[Stored data]
* * * *

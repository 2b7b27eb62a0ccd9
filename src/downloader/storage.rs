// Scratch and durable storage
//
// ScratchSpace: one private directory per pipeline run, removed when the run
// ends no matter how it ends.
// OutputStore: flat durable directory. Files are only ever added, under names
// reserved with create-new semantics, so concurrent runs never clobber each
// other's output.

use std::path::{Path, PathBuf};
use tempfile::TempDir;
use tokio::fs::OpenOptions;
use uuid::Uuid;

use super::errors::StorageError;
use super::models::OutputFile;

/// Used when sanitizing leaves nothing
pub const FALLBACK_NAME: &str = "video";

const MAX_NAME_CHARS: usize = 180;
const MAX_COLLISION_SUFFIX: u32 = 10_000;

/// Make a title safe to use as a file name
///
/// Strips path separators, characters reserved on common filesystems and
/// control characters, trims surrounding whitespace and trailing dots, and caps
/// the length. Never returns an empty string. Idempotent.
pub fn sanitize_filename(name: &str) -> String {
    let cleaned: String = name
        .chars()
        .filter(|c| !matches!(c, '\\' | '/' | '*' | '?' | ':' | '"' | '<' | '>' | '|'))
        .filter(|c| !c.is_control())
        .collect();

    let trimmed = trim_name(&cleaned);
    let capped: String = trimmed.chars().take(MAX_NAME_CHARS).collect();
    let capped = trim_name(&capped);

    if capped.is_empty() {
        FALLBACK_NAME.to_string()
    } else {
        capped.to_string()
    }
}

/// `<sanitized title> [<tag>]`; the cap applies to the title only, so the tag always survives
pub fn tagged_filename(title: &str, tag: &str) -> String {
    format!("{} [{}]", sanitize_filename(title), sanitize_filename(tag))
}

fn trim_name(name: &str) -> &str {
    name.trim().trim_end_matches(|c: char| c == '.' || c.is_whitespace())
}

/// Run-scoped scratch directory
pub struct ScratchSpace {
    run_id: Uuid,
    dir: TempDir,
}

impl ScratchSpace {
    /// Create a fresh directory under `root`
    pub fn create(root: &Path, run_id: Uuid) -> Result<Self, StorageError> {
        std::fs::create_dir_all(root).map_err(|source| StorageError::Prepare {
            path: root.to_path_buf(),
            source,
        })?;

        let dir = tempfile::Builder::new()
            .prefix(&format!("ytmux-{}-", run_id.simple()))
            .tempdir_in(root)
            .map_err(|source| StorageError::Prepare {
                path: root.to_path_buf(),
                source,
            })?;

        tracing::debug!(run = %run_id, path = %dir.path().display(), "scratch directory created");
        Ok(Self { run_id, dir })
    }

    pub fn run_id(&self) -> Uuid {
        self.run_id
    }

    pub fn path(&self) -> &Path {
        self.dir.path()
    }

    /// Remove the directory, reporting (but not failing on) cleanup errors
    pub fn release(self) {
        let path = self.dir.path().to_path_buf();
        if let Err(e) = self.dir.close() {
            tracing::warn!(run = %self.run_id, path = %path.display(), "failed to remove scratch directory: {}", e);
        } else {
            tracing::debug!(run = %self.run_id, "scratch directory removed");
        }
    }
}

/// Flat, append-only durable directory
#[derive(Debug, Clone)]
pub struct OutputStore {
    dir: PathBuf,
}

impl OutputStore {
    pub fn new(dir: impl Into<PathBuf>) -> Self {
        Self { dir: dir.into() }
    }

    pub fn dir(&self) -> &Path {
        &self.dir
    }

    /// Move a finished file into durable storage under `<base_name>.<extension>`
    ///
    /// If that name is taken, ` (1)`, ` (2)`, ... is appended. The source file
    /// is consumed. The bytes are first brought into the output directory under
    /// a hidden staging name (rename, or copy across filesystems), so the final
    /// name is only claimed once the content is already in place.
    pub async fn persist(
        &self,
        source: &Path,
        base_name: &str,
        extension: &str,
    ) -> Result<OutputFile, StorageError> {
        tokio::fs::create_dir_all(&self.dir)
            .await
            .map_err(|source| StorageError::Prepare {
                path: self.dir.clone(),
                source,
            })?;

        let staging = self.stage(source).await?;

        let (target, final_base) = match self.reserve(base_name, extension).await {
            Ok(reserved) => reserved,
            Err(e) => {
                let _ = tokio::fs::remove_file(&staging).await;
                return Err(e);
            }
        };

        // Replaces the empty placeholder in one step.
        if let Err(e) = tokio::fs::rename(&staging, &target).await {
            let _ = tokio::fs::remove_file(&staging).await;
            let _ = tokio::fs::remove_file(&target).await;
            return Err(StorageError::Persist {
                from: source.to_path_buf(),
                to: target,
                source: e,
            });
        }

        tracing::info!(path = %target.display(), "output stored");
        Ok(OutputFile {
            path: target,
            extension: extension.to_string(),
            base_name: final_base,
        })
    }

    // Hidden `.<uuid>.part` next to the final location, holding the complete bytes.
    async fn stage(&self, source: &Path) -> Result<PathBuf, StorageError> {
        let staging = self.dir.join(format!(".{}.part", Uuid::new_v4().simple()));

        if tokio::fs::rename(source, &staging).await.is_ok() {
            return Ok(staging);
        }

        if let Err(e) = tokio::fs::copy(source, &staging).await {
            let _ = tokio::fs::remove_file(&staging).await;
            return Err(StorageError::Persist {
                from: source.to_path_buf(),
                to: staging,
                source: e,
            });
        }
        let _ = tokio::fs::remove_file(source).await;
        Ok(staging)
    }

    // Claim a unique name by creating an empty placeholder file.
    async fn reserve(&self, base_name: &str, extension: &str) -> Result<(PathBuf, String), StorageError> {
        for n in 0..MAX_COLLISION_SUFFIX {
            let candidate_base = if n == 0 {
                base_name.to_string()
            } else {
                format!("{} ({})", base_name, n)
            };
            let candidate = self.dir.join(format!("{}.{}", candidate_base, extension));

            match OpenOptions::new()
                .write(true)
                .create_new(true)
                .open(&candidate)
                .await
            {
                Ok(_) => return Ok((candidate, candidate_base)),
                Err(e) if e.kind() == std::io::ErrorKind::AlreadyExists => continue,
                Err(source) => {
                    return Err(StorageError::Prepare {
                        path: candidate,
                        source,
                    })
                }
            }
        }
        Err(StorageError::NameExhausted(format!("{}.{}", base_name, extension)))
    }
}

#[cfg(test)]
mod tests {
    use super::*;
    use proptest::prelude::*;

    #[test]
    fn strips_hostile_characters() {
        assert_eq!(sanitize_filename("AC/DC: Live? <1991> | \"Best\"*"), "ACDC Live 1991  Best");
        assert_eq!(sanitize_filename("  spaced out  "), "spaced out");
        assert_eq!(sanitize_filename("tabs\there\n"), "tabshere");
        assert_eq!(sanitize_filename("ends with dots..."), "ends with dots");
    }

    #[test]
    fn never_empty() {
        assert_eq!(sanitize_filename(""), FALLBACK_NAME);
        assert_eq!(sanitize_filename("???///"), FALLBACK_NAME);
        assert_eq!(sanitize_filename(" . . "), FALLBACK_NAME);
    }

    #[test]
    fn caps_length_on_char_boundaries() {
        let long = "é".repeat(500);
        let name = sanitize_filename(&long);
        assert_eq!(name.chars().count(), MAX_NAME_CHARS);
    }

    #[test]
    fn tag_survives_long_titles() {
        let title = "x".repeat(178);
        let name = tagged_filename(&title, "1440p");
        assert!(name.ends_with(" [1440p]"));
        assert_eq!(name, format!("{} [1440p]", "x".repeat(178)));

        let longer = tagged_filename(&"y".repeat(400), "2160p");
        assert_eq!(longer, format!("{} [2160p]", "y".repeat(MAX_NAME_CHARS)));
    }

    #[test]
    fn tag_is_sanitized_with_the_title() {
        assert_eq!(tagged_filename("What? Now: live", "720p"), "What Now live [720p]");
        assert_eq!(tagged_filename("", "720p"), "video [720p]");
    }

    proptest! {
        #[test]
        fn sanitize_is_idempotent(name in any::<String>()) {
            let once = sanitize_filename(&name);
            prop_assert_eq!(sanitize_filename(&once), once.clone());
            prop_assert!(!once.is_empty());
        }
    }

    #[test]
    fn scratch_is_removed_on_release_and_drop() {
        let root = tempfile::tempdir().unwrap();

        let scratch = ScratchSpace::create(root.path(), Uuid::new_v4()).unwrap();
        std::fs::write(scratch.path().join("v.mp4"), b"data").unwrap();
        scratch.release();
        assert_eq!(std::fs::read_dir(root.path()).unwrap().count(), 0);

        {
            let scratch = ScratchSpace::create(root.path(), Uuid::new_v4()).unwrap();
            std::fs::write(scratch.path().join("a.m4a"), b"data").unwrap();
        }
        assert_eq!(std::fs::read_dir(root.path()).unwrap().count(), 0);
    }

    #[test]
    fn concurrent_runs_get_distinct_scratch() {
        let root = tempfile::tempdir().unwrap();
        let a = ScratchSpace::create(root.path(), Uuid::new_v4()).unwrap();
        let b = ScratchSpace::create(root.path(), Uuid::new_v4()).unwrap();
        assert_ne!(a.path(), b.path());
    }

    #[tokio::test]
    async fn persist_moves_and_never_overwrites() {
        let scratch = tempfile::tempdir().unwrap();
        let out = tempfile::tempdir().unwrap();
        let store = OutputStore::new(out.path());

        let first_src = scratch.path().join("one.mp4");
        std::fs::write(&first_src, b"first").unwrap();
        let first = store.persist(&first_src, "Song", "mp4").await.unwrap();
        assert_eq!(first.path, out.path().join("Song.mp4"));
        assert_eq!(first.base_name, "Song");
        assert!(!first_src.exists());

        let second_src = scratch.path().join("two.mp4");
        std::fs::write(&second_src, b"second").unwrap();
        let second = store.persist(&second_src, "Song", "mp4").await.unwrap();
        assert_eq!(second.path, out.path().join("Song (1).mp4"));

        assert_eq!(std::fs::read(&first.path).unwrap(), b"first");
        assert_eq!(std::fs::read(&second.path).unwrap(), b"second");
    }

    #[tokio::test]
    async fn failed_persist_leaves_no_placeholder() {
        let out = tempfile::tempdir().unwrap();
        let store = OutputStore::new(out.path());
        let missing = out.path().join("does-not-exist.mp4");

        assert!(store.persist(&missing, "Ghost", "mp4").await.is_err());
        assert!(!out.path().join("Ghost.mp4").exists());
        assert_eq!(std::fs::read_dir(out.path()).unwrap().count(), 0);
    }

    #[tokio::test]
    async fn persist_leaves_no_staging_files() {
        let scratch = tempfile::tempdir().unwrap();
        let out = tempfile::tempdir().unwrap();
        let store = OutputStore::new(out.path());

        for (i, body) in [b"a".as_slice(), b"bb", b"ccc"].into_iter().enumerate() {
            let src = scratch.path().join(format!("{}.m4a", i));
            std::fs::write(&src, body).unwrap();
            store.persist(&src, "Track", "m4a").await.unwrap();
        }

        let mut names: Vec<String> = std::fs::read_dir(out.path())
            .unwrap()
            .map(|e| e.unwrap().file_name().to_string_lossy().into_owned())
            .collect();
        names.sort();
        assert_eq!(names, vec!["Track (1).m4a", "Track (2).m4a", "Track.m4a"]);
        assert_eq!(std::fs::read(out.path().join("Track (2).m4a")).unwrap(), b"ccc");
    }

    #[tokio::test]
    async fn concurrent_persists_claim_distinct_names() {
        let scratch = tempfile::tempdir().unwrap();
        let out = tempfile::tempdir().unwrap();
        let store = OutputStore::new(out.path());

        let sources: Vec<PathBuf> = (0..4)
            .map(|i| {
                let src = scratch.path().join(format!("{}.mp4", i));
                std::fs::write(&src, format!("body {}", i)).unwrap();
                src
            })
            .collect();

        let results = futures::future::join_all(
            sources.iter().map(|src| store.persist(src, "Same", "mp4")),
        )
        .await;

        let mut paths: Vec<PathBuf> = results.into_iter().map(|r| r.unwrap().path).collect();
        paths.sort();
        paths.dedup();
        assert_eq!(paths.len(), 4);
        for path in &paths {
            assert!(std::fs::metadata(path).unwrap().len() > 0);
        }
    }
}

* * * *

[The problem]: A line belongs in the answer if it contains the word "capped"; copy every such line from the data above.

[Task output]:
    let capped: String = trimmed.chars().take(MAX_NAME_CHARS).collect();
    let capped = trim_name(&capped);
    if capped.is_empty() {
        capped.to_string()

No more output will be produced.